Sunday, 21 July 2013

Accidently Typhoid Toxin Discovered



It's frequently happens in case of science that things are discovered by accident. Alexander Fleming discovered the secrets of antibiotics with a bout of chance – together with an intelligent mind to recognize his good fortune. Currently, it seems that scientists at Yale University have luckily found out, too: they've discovered the real cause of typhoid fever. 

Typhoid fever is a disease that use to affect people dates back to before ancient Greece and still causes as many as 200,000 deaths globally each year, about the population of Birmingham, Ala. For many years, the cause of typhoid fever has remained a mystery. But a paper published last week in Nature exposed the true cause of the disease. 

Jorge Galan, the study's author said that it is  the oldest identifiable disease, it distraught Athens and is credited as the main reason why the Spartans beat the Athenians in war.

It's been recognized for some time that the bacterium which is the cause for the disease is Salmonella typhi, but in spite of mankind's long history with the microbe, we've really been unknown to why this bug is so pathogenic, even if it's a close relative of the other salmonella sickness, food poisoning. 

One of the reasons why human race has been ignorant to the mechanism of S. typhi is because it's a somewhat ignored disease without many researchers functioning on it, said leading typhoid fever expert Dr. Zulfiqar Bhutta, from Aga Khan University in Pakistan. 

Galan's research now discovers how S. typhi has managed to keep its stealth for so long. Its deadliness comes from a novel life strategy: it doesn't free its toxin until it's determinedly inside a mammalian host cell. Normally when microbiologists search for a possible toxin produced by a microbe, they grow the organism in a culture and then crush it up and search for a candidate compound inside the mixture. But S. typhi does not fabricate a toxin unless you've permitted it to enter a host cell, so you couldn't probably find it using conventional methods.

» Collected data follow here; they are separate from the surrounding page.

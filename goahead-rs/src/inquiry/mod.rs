//! Inquiries to the go-ahead service
//!
//! - `request`: `InquiryBuilder`, identity + kind to request
//! - `validator`: `ResponseValidator`, raw response to answer or nothing
//! - `combiner`: `DecisionCombiner`, two inquiries to one decision
//! - `http`: `HttpTransport`, the default reqwest transport

mod combiner;
mod http;
mod models;
mod request;
mod validator;

pub use combiner::{DecisionCombiner, InquiryOutcome, Verdict};
pub use http::HttpTransport;
pub use models::*;
pub use request::InquiryBuilder;
pub use validator::ResponseValidator;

Galan, however, manage a  protocol to look at the microbe after it had infected a host cell. "We happened to be studying the interaction of [S. typhi] with human cells, we weren't in the business of trying to find the typhoid toxin, we just bumped into this," said Galan. 

Once contained by a mammalian host cell, the typhoid bacterium begins to produce the toxin, which is then packaged into courier vessels to be unleashed. 

"The toxin is dumped outside of the cell where the bacterium resides and it enters the blood system to hit its target," said Galan. 

Once Galan had recognized what he thought could be the toxin responsible for typhoid disease, he isolated and purified it. He then infected mice with it and found that its result in typhoid symptoms in the mice, except fever, which is an immune response to the occurrence of the bacterium rather than the toxin itself. 

"I think this is an absolutely fascinating paper, but it's only the first step in the right direction," said Bhutta. "This particular study looked at mutant strains [of S. typhi], the next step is to work out how much of this is true in real life. How much of this can be replicated by other researchers?" 

Bhutta said that it's still "too early to say whether this is a turning point or not," towards the possible eradication of the disease. 

Galan on the other hand said it will be "scientifically trivial" to produce an efficient vaccine from an inactivated version of the toxin he discovered – though he concede that the feasibility of the matter, such as finding enough funding, present a more formidable challenge. 

At present, typhoid treatment relies on a course of antibiotics that targets the bacteria rather than the toxin; occasionally even that fails. 

"There are many instances in which people receive antibiotics but they still can't pull out of the disease. Clearly the bacteria is no longer there. They eventually die. Our hypothesis is that the toxins are still circulating around," said Galan.